Now i am not excusing secrecy and lies. But he had good reason to think that if you knew about some woman fancying him, you would very likely get angry and upset and blame him. So he didn't want to tell you for the sake of keeping piece.

He might have agreed to drinks because she can quite be a friend so he didn't want to be rude and brush her off when she is distressed of course he is also very much flattered by her feeings.

I would wrestle my phone out too even if I knew that I didn't do anything wrong, i just wouldn't want someone to look at and misinterpret any messages.

Of course your husband may well think and want to become a cheating rat. But from what you've written it doesn't follow. What i see is a woman who is after your husband and a man who doesn't have the gut to upset her further so agreed to meet. There is no knowing that he will go for an affair. It is just drinks at this point.

Yes, this is hurting you but by not telling you he is protecting you. You did say he was spending a lot of time with the family recently. He should have acted differently when you found out about the whole thing but he may well have wanted to get away from you in such a rage. People are weak and want to avoid confrontation.
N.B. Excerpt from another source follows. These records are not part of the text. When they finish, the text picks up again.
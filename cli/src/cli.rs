//! CLI argument parsing with clap derive

use std::path::PathBuf;
use std::process::ExitCode;

use anyhow::Result;
use clap::{Parser, Subcommand};

use crate::app::{AppContext, OutputFlags};
use crate::commands;
use crate::infra::config::YamlConfigStore;

/// Verify the state of remote integration-test hosts
#[derive(Parser)]
#[command(
    name = "hostprobe",
    version,
    subcommand_required = true,
    arg_required_else_help = true
)]
pub struct Cli {
    /// Config file (default: $HOSTPROBE_CONFIG or ~/.hostprobe/config.yaml)
    #[arg(long, global = true)]
    pub config: Option<PathBuf>,

    /// Output in JSON format
    #[arg(long, global = true)]
    pub json: bool,

    /// Suppress non-error output
    #[arg(short, long, global = true)]
    pub quiet: bool,

    /// Disable colored output
    #[arg(
        long,
        global = true,
        env = "NO_COLOR",
        value_parser = clap::builder::FalseyValueParser::new()
    )]
    pub no_color: bool,

    /// Increase log verbosity (-v info, -vv debug)
    #[arg(short, long, global = true, action = clap::ArgAction::Count)]
    pub verbose: u8,

    #[command(subcommand)]
    pub command: Command,
}

#[derive(Subcommand)]
pub enum Command {
    /// Run a shell command on hosts, one after another
    Exec(commands::exec::ExecArgs),

    /// Check whether a plugin is installed
    Installed(commands::installed::InstalledArgs),

    /// Check whether a package is vendored in the bundled runtime
    Vendored(commands::vendored::VendoredArgs),

    /// Print the staged path of a packaged build
    ArtifactPath(commands::artifact::ArtifactPathArgs),

    /// Print the SHA-256 of a local artifact
    Digest(commands::artifact::DigestArgs),

    /// Save a host state snapshot
    Snapshot(commands::checkpoint::CheckpointArgs),

    /// Restore hosts to their latest snapshot
    Restore(commands::checkpoint::CheckpointArgs),

    /// Start or stop a service
    #[command(subcommand)]
    Service(commands::host::ServiceCommand),

    /// Download a file on hosts
    Download(commands::host::DownloadArgs),

    /// Delete a path on hosts
    Delete(commands::host::DeleteArgs),

    /// Rewrite a pattern in the product's Gemfile
    ReplaceInGemfile(commands::host::ReplaceArgs),

    /// List configured hosts
    Hosts,
}

impl Cli {
    /// Execute the CLI command.
    ///
    /// # Errors
    ///
    /// Returns an error if configuration cannot be loaded or the command
    /// fails outright. Negative check results are reported via the exit code.
    pub async fn run(self) -> Result<ExitCode> {
        let Cli {
            config,
            json,
            quiet,
            no_color,
            verbose: _,
            command,
        } = self;
        let flags = OutputFlags {
            no_color,
            quiet,
            json,
        };
        let app = AppContext::new(&flags, &YamlConfigStore::new(config))?;

        match command {
            Command::Exec(args) => commands::exec::run(&app, &args).await,
            Command::Installed(args) => commands::installed::run(&app, &args).await,
            Command::Vendored(args) => commands::vendored::run(&app, &args).await,
            Command::ArtifactPath(args) => commands::artifact::path(&app, &args),
            Command::Digest(args) => commands::artifact::digest(&app, &args),
            Command::Snapshot(args) => commands::checkpoint::snapshot(&app, &args).await,
            Command::Restore(args) => commands::checkpoint::restore(&app, &args).await,
            Command::Service(cmd) => commands::host::service(&app, &cmd).await,
            Command::Download(args) => commands::host::download(&app, &args).await,
            Command::Delete(args) => commands::host::delete(&app, &args).await,
            Command::ReplaceInGemfile(args) => commands::host::replace(&app, &args).await,
            Command::Hosts => commands::hosts::run(&app),
        }
    }
}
I am not depending him if he is cheating. But from what you said the cheating does not necessarily follow. You need to calm down and you and your husband need to talk.

chickensub · 18/03/2019 08:54

I would wrestle my phone out too even if I knew that I didn't do anything wrong, i just wouldn't want someone to look at and misinterpret any messages.

There's nothing to misinterpret. The messages were very clear. His only response should have been 'I am married and this is inappropriate, I can't be friends under these circumstances'.

They like each other, have clearly gotten to know each other very well and beyond just friends, and were planning on meeting up and exploring it further.

He wrestled the phone because he doesn't want the op to see the extent of his bullshit and deceit.

Don't talk the op into being gaslighted by her lying shit of a husband.

SkippingPages · 18/03/2019 08:59

He didn't just agree to go out for drinks, he lied about it in advance.

MandalaYogaTapestry · 18/03/2019 09:02

chicken I think the OP is capable to make a judgement herself, all view points here are valid.

If this woman was indeed a friend he has a certain degree of loyalty towards her. Not the same as towards his wife, but still loaylty. And if she wants to talk then it is ok for him as a friend to listen to her and then do what he chooses to do.

And communication can easily upset - as it did - and be misconstrued as something mutual even if it is one sided.

ashtrayheart · 18/03/2019 09:02

The chances of this all being an innnocent mistake are minuscule to zero.
Hope you’re ok OP. These types of secret and exciting affairs or potential affairs do tend to wither when put in the spotlight, but he sounds like a sneaky fucker that you would be well rid of tbh!

chickensub · 18/03/2019 09:05

@MandalaYogaTapestry he has no loyalty to a woman outside his marriage who describes him as her 'soulmate' and says she's attracted to him. None.

Iamnobirdandnonetensnaresme · 18/03/2019 09:05

Message her husband - expose them both so there is nowhere to hide!
Been where you are and It is shit but you will be Fine.

MandalaYogaTapestry · 18/03/2019 09:06

skipping of course he lied - was he supposed to say that "my friend is apparently in love with me and wants to have drinks, ok if i go?" OP would rightfully go crazy - as any woman.

This is something to sort it out without involving anyone.

Lozzerbmc · 18/03/2019 09:08

This is awful for you op the shock is enormous as i know. I personally wouldnt contact the ow husband, though tempting - the ow and her marriage is their business. Whilst i dont condone her behaviour (she knows he is married), its your husband who has done the betraying and he should be the focus of it. Wishing you strength x

Upthepong · 18/03/2019 09:21

Any decent man would have told the wife, if it was innocent.